Enfin, les audioprothésistes redoutent que le reste à charge zéro soit « financièrement intenable à court terme ». Ainsi, selon une étude réalisée par le cabinet Xerfi à leur demande, le projet entraînerait « une forte baisse du résultat net moyen » des centres d’audioprothèses et la possible disparition « à 5 ans » d’un cabinet sur six.

« Une réforme pour rien » ?
Mais au-delà de ces critiques, dont certaines ont leur limite (l’accès à des équipements d’une faible qualité pourrait néanmoins satisfaire ceux qui n’avaient jusqu’alors que difficilement accès à ces mêmes équipements, voire même leur permettre de prétendre à de meilleurs produits), la question du financement par la mutuelle demeure épineuse. Le Président de la République avait assuré qu’il n’y aurait « pas de marché de dupes » sur les tarifs des complémentaires et que « cette réforme ne saurait engendrer d’augmentation spécifique du coût d’acquisition d’une complémentaire santé pour les assurés. »

Mais une étude du cabinet conseil en assurance santé Santiane, publiée par Le Parisien ce lundi, vient doucher ces espoirs.

Ainsi, à partir de simulations concernant un échantillon de 100 000 assurés, il anticipe une hausse globale des remboursements de 7 % qui se répercutera mécaniquement sur les tarifs des prestations des complémentaires.

En outre, ce surcoût n’aurait pas les mêmes conséquences selon l’âge des assurés. Le comparateur affirme que les plus de 60 ans, principaux consommateurs des soins concernés par la réforme, verront leurs dépenses de complémentaires santé augmenter de 9,5 %. Un couple de seniors devrait ainsi débourser 200 euros de plus par an.

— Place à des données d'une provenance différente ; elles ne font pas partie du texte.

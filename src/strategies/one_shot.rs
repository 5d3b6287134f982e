use async_trait::async_trait;
use rust_decimal::Decimal;
use std::sync::Arc;
use std::sync::atomic::{AtomicBool, Ordering};
use tokio::sync::{Mutex, broadcast};
use tracing::{info, warn};

use super::{EventBus, UpdateStrategy};
use crate::core::{Currency, FactorTable, FxError, FxResult, LiveFactorProvider, StrategyEvent};
use crate::sources::{FactorSource, FixedSource};

/// Loads when asked and never in the background.
pub struct OneShotStrategy {
    source: Arc<dyn FactorSource>,
    provider: Mutex<Option<Arc<LiveFactorProvider>>>,
    events: EventBus,
    disposed: AtomicBool,
}

impl OneShotStrategy {
    pub fn new(source: Arc<dyn FactorSource>) -> Self {
        Self {
            source,
            provider: Mutex::new(None),
            events: EventBus::new(),
            disposed: AtomicBool::new(false),
        }
    }

    /// Serves preset rates. Pivot, unknown and non-positive entries are dropped.
    pub fn fixed<I>(rates: I) -> Self
    where
        I: IntoIterator<Item = (Currency, Decimal)>,
    {
        Self::new(Arc::new(FixedSource::new(FactorTable::from_rates(rates))))
    }

    fn check_disposed(&self) -> FxResult<()> {
        if self.disposed.load(Ordering::Acquire) {
            return Err(FxError::Disposed("OneShotStrategy"));
        }
        Ok(())
    }

    async fn refresh(&self, provider: &LiveFactorProvider) -> FxResult<()> {
        match self.source.load().await {
            Ok(table) => {
                provider.update(table);
                self.events.publish(StrategyEvent::Loaded { delay: None });
                Ok(())
            }
            Err(e) => {
                warn!(error = %e, "One-shot factor load failed");
                self.events.publish(StrategyEvent::LoadError {
                    error: e.clone(),
                    delay: None,
                });
                Err(e)
            }
        }
    }
}

#[async_trait]
impl UpdateStrategy for OneShotStrategy {
    async fn create_and_init_provider(&self) -> FxResult<Arc<LiveFactorProvider>> {
        self.check_disposed()?;
        let mut slot = self.provider.lock().await;
        if let Some(provider) = slot.as_ref() {
            return Ok(Arc::clone(provider));
        }

        let provider = Arc::new(LiveFactorProvider::identity());
        // Reported as an event; the caller still gets a usable provider.
        let _ = self.refresh(&provider).await;
        *slot = Some(Arc::clone(&provider));
        Ok(provider)
    }

    async fn force_update(&self) -> FxResult<()> {
        self.check_disposed()?;
        let provider = {
            let mut slot = self.provider.lock().await;
            Arc::clone(slot.get_or_insert_with(|| Arc::new(LiveFactorProvider::identity())))
        };
        self.refresh(&provider).await
    }

    fn dispose(&self) {
        if self.disposed.swap(true, Ordering::AcqRel) {
            return;
        }
        self.source.dispose();
        info!("One-shot strategy disposed");
    }

    fn subscribe(&self) -> broadcast::Receiver<StrategyEvent> {
        self.events.subscribe()
    }
}

impl Drop for OneShotStrategy {
    fn drop(&mut self) {
        self.dispose();
    }
}

#[cfg(test)]
mod tests {
    use super::*;
    use crate::core::FactorProvider;
    use rust_decimal_macros::dec;

    #[tokio::test]
    async fn test_fixed_rates_filter_invalid_entries() {
        let strategy = OneShotStrategy::fixed([
            (Currency::Eur, dec!(1.4)),
            (Currency::Usd, dec!(3)),
            (Currency::Unknown, dec!(3)),
            (Currency::Gbp, dec!(-1)),
        ]);
        let provider = strategy.create_and_init_provider().await.unwrap();
        let table = provider.snapshot();

        assert_eq!(table.get(Currency::Eur), dec!(1.4));
        assert_eq!(table.get(Currency::Gbp), Decimal::ONE);
        assert_eq!(provider.get_factor(Currency::Eur, Currency::Usd), dec!(1.4));
    }

    #[tokio::test]
    async fn test_init_is_idempotent_and_force_reloads() {
        let source = Arc::new(FixedSource::new(FactorTable::from_rates([(
            Currency::Eur,
            dec!(1.4),
        )])));
        let strategy = OneShotStrategy::new(Arc::clone(&source) as Arc<dyn FactorSource>);
        let mut events = strategy.subscribe();

        let first = strategy.create_and_init_provider().await.unwrap();
        let second = strategy.create_and_init_provider().await.unwrap();
        assert!(Arc::ptr_eq(&first, &second));
        assert_eq!(events.try_recv().unwrap(), StrategyEvent::Loaded { delay: None });
        assert!(events.try_recv().is_err());

        source.set_table(FactorTable::from_rates([(Currency::Eur, dec!(1.5))]));
        strategy.force_update().await.unwrap();
        assert_eq!(first.snapshot().get(Currency::Eur), dec!(1.5));
    }

    #[tokio::test]
    async fn test_failed_init_yields_identity_provider() {
        let strategy = OneShotStrategy::new(Arc::new(FixedSource::failing("offline")));
        let mut events = strategy.subscribe();

        let provider = strategy.create_and_init_provider().await.unwrap();
        assert!(provider.snapshot().is_identity());
        assert!(events.try_recv().unwrap().is_error());

        assert_eq!(
            strategy.force_update().await,
            Err(FxError::Source("offline".into()))
        );
    }

    #[tokio::test]
    async fn test_disposed_strategy_refuses_work() {
        let strategy = OneShotStrategy::fixed(std::iter::empty());
        strategy.dispose();
        strategy.dispose();
        assert!(matches!(
            strategy.create_and_init_provider().await,
            Err(FxError::Disposed(_))
        ));
        assert!(matches!(
            strategy.force_update().await,
            Err(FxError::Disposed(_))
        ));
    }
}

Pour les moins de 60 ans, cette hausse se limiterait à 2,5 %
Marie-Annick Lambert, de France Assos Santé prévoit même que « si la hausse de ces cotisations est trop forte, les personnes âgées vont renoncer à leur mutuelle, donc le reste à charge zéro ne s’appliquera pas. Ce sera alors une réforme pour rien » !

Reste à charge zéro à cotisation inchangée : une utopie
S’il faudra attendre pour connaître les répercussions réelles de la réforme, Santiane n’est pas le premier à prédire de tels effets. En mai, le cabinet de conseil Mercer France estimait que la réforme allait provoquer un surcoût de 5,6 à 8,9 % pour les contrats de mutuelle collective d’« entrée de gamme » au sein des entreprises. La semaine dernière, il a revu sa prévision et table désormais sur une hausse globale de 4,8 % pour ces mêmes contrats.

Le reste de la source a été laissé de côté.